For the current study, the researchers identified 23 patients with CT-confirmed ICH showing similar clinical characteristics. The first 12 were assigned to receive the standard of care only; the next 11 received the same care plus 0.5 mg/day oral fingolimod for 3 days. All patients in the fingolimod group started on the drug within 72 hours of symptom onset.
In addition to Glasgow Coma Score score at 7 days, outcome measures included the following:

  • Glasgow score at 14 days
  • NIHSS score at 7 and 14 days
  • Modified Rankin score at 90 days
  • Modified Barthel Index at 90 days
  • Hematomal volume at 7 and 14 days
  • PHE volume at 7 and 14 days
  • Relative PHE volume at 7 and 17 days (PHE/hematomal volume)
At baseline, 42% of control patients and 18% of those receiving fingolimod had Glasgow scores of 15. The significantly better improvement with fingolimod relative to control seen at 7 days was sustained at day 14, Shi and colleagues reported.
NIHSS scores were similar in the two groups at baseline: 13.0 (SD 1.6) for controls and 15.6 (SD 1.8) in the fingolimod group. These decreased by a mean of 0.5 (SD 0.4) points during the first week in controls versus 7.5 (SD 1.0) points among patients treated with fingolimod (P<0.001). Subsequent decreases were small and similar over the following week, the researchers indicated.
Mean modified Rankin scores were in the range of 4.3-4.4 in both groups at baseline. On day seven, there was no change in control patients whereas the mean score decreased to 3.7 with fingolimod (P<0.001). On day 90, none of the control group had achieved Rankin scores of 1 or less, compared with 63% of the fingolimod group (P=0.001).

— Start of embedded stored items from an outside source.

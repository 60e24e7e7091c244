use spin::Mutex;

use crate::{WaitChannel, spl};

/// Counting semaphore.
///
/// `P` blocks while the count is zero and then decrements it; `V` increments
/// the count and wakes one sleeper. The count can never go negative.
pub struct Semaphore {
    name: &'static str,
    count: Mutex<u32>,
    wchan: WaitChannel,
}

impl Semaphore {
    pub const fn new(name: &'static str, initial_count: u32) -> Self {
        Self {
            name,
            count: Mutex::new(initial_count),
            wchan: WaitChannel::new(name),
        }
    }

    pub fn name(&self) -> &'static str {
        self.name
    }

    /// Decrements the count, sleeping until it is non-zero.
    ///
    /// # Panics
    ///
    /// Panics if called with interrupts disabled (for example while holding a
    /// [`Spinlock`](crate::Spinlock)), since the caller may have to sleep.
    #[allow(non_snake_case)]
    pub fn P(&self) {
        assert!(
            spl::can_sleep(),
            "P on semaphore {} with interrupts disabled",
            self.name
        );

        let mut count = self.count.lock();
        while *count == 0 {
            count = self.wchan.sleep(count, &self.count);
        }
        *count -= 1;
    }

    /// Increments the count and wakes one sleeper.
    #[allow(non_snake_case)]
    pub fn V(&self) {
        let mut count = self.count.lock();
        *count = match count.checked_add(1) {
            Some(next) => next,
            None => panic!("semaphore {} count overflow", self.name),
        };
        self.wchan.wake_one();
    }

    /// Decrements the count only if that can be done without sleeping.
    pub fn try_p(&self) -> bool {
        let mut count = self.count.lock();
        if *count == 0 {
            return false;
        }
        *count -= 1;
        true
    }

    /// Current count. Only a snapshot; may change as soon as it is read.
    pub fn count(&self) -> u32 {
        *self.count.lock()
    }

    pub fn has_sleepers(&self) -> bool {
        self.wchan.has_sleepers()
    }
}

impl Drop for Semaphore {
    fn drop(&mut self) {
        debug_assert!(
            !self.wchan.has_sleepers(),
            "semaphore {} destroyed with sleepers",
            self.name
        );
    }
}
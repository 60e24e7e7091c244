//! Defines the kernel console that logs to the host's standard error.

use std::io::{self, Write};

use log::LevelFilter;
use spin::{Mutex, Once};

pub struct Console {
    output: Mutex<io::Stderr>,
}

static DEFAULT: Once<Console> = Once::new();

impl Console {
    pub fn init(level: LevelFilter) -> &'static Self {
        let console = Self::default();
        console.install(level);
        console
    }

    pub fn default() -> &'static Self {
        DEFAULT.call_once(|| Console {
            output: Mutex::new(io::stderr()),
        })
    }

    /// Makes this console the global logger. Only the first install in a
    /// process takes effect.
    pub fn install(&'static self, level: LevelFilter) {
        if log::set_logger(self).is_ok() {
            log::set_max_level(level);
        }
    }
}

impl log::Log for Console {
    fn enabled(&self, metadata: &log::Metadata) -> bool {
        metadata.level() <= log::max_level()
    }

    fn log(&self, record: &log::Record) {
        if !self.enabled(record.metadata()) {
            return;
        }
        let mut output = self.output.lock();
        // Nowhere left to report a failing console.
        let _ = write_log_entry_to(&mut *output, record);
    }

    fn flush(&self) {
        let _ = self.output.lock().flush();
    }
}

fn write_log_entry_to(writer: &mut impl Write, record: &log::Record) -> io::Result<()> {
    #[cfg(any(debug_assertions, feature = "detailed-logging"))]
    return writeln!(
        writer,
        "[{} {}:{} {}] {}",
        record.level(),
        record.file().unwrap_or("unknown"),
        record.line().unwrap_or(0),
        record.target(),
        record.args()
    );
    #[cfg(not(any(debug_assertions, feature = "detailed-logging")))]
    return writeln!(writer, "[{:5}] {}", record.level(), record.args());
}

Findings were similar for Barthel Index scores, the researchers reported: 63% of the fingolimod group showed scores of 95-100 at day 90, versus none of the controls.

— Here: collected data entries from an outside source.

//! Software model of the machine the kernel runs on.
//!
//! The model is a small 32-bit MIPS-like system:
//! - Physical RAM starting at address zero, with the kernel image at the bottom.
//! - A direct-mapped kernel window (`kseg0`) at [`MIPS_KSEG0`].
//! - A software-refilled TLB of [`NUM_TLB`] entries.
//!
//! Before the coremap takes over, boot code carves memory out of RAM with
//! [`Machine::ram_stealmem`]. [`Machine::ram_getsize`] hands the remaining range
//! over and permanently ends the stealing phase.

use core::sync::atomic::{AtomicU32, Ordering};

use log::trace;
use spin::Mutex;

use crate::PhysicalAddress;

/// Page size in bytes.
pub const PAGE_SIZE: usize = 4096;

/// Mask selecting the page-number bits of an address.
pub const PAGE_FRAME: u32 = !(PAGE_SIZE as u32 - 1);

/// Base of the direct-mapped kernel window.
pub const MIPS_KSEG0: u32 = 0x8000_0000;

/// Number of TLB entries.
pub const NUM_TLB: usize = 64;

/// Largest amount of RAM the direct-mapped window can reach.
const MAX_RAM: usize = 0x2000_0000;

/// Value of `ram_first_free` once the stealing phase is over.
const STEAL_CLOSED: u32 = u32::MAX;

/// The `entryhi` value used to invalidate TLB slot `index`.
///
/// Each slot gets a distinct kseg0 page so that no two invalid entries ever match
/// the same address.
#[inline]
pub const fn tlbhi_invalid(index: usize) -> u32 {
    (0x80000 + index as u32) << 12
}

/// The `entrylo` value of an invalid TLB entry.
pub const TLBLO_INVALID: u32 = 0;

/// A single TLB slot.
#[derive(Debug, Clone, Copy, PartialEq, Eq)]
pub struct TlbEntry {
    pub entryhi: u32,
    pub entrylo: u32,
}

impl TlbEntry {
    const fn invalid(index: usize) -> Self {
        Self {
            entryhi: tlbhi_invalid(index),
            entrylo: TLBLO_INVALID,
        }
    }
}

/// Simulated physical memory and MMU.
pub struct Machine {
    ram: Mutex<Box<[u8]>>,
    /// Next physical address `ram_stealmem` will hand out.
    first_free: AtomicU32,
    last_paddr: u32,
    tlb: Mutex<[TlbEntry; NUM_TLB]>,
}

impl Machine {
    /// Creates a machine with `ram_size` bytes of RAM, of which the first
    /// `kernel_size` bytes (rounded up to a page) hold the kernel image.
    ///
    /// # Panics
    ///
    /// Panics if `ram_size` is not a whole number of pages, exceeds what kseg0
    /// can map, or is too small to hold the kernel image.
    pub fn new(ram_size: usize, kernel_size: usize) -> Self {
        assert!(
            ram_size.is_multiple_of(PAGE_SIZE),
            "RAM size must be a multiple of the page size"
        );
        assert!(ram_size <= MAX_RAM, "RAM size exceeds the kseg0 window");
        let kernel_end = kernel_size.next_multiple_of(PAGE_SIZE);
        assert!(kernel_end < ram_size, "kernel image does not fit in RAM");

        Self {
            ram: Mutex::new(vec![0u8; ram_size].into_boxed_slice()),
            first_free: AtomicU32::new(kernel_end as u32),
            last_paddr: ram_size as u32,
            tlb: Mutex::new(core::array::from_fn(TlbEntry::invalid)),
        }
    }

    /// Returns the total amount of RAM, kernel image included.
    pub fn ram_size(&self) -> usize {
        self.last_paddr as usize
    }

    /// Takes `npages` contiguous pages from the bottom of free RAM.
    ///
    /// Memory stolen this way is never returned. Returns `None` when RAM is
    /// exhausted or once [`ram_getsize`](Self::ram_getsize) has been called.
    pub fn ram_stealmem(&self, npages: usize) -> Option<PhysicalAddress> {
        let size = u32::try_from(npages.checked_mul(PAGE_SIZE)?).ok()?;
        loop {
            let current = self.first_free.load(Ordering::Acquire);
            if current == STEAL_CLOSED {
                return None;
            }
            let end = current.checked_add(size)?;
            if end > self.last_paddr {
                return None;
            }
            if self
                .first_free
                .compare_exchange(current, end, Ordering::AcqRel, Ordering::Acquire)
                .is_ok()
            {
                trace!("ram_stealmem: {npages} pages at {current:#010x}");
                return Some(PhysicalAddress::new(current));
            }
        }
    }

    /// Returns the range of physical memory not yet stolen, as `(first, last)`.
    ///
    /// After this call `ram_stealmem` always fails.
    ///
    /// # Panics
    ///
    /// Panics if called more than once.
    pub fn ram_getsize(&self) -> (PhysicalAddress, PhysicalAddress) {
        let first = self.first_free.swap(STEAL_CLOSED, Ordering::AcqRel);
        assert!(first != STEAL_CLOSED, "ram_getsize called twice");
        (
            PhysicalAddress::new(first),
            PhysicalAddress::new(self.last_paddr),
        )
    }

    fn check_range(&self, paddr: PhysicalAddress, len: usize) -> core::ops::Range<usize> {
        let start = paddr.as_usize();
        let end = start.checked_add(len).unwrap_or(usize::MAX);
        assert!(
            end <= self.last_paddr as usize,
            "physical access {paddr}+{len:#x} out of bounds"
        );
        start..end
    }

    /// Copies physical memory at `paddr` into `buf`.
    pub fn read(&self, paddr: PhysicalAddress, buf: &mut [u8]) {
        let range = self.check_range(paddr, buf.len());
        buf.copy_from_slice(&self.ram.lock()[range]);
    }

    /// Copies `data` into physical memory at `paddr`.
    pub fn write(&self, paddr: PhysicalAddress, data: &[u8]) {
        let range = self.check_range(paddr, data.len());
        self.ram.lock()[range].copy_from_slice(data);
    }

    /// Copies `len` bytes of physical memory from `src` to `dst`.
    pub fn copy(&self, dst: PhysicalAddress, src: PhysicalAddress, len: usize) {
        let from = self.check_range(src, len);
        let to = self.check_range(dst, len);
        self.ram.lock().copy_within(from, to.start);
    }

    /// Sets `len` bytes of physical memory at `paddr` to `byte`.
    pub fn fill(&self, paddr: PhysicalAddress, byte: u8, len: usize) {
        let range = self.check_range(paddr, len);
        self.ram.lock()[range].fill(byte);
    }

    /// Writes TLB slot `index`.
    pub fn tlb_write(&self, entryhi: u32, entrylo: u32, index: usize) {
        assert!(index < NUM_TLB, "TLB index {index} out of range");
        self.tlb.lock()[index] = TlbEntry { entryhi, entrylo };
    }

    /// Reads TLB slot `index`.
    pub fn tlb_read(&self, index: usize) -> TlbEntry {
        assert!(index < NUM_TLB, "TLB index {index} out of range");
        self.tlb.lock()[index]
    }
}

The analyses of hematomal and edema volumes indicated that the former's trajectories were similar between groups, with a slow decrease seen over the first 14 days. However, PHE values and the ratio of PHE to hematomal volume differed significantly. These values increased in both groups, but much more slowly in the fingolimod group.
In their commentary, Sheth and Rosand cautioned against putting too much stock in these latter findings. "Quantification of PHE can be inconsistent between magnetic resonance imaging and computed tomography, and the time from ictus to initial measurement appears to have been different between groups," they wrote.
Sheth and Rosand suggested that future research should focus on reliable measurement methods for post-ICH edema -- "a critical gap in knowledge," they asserted.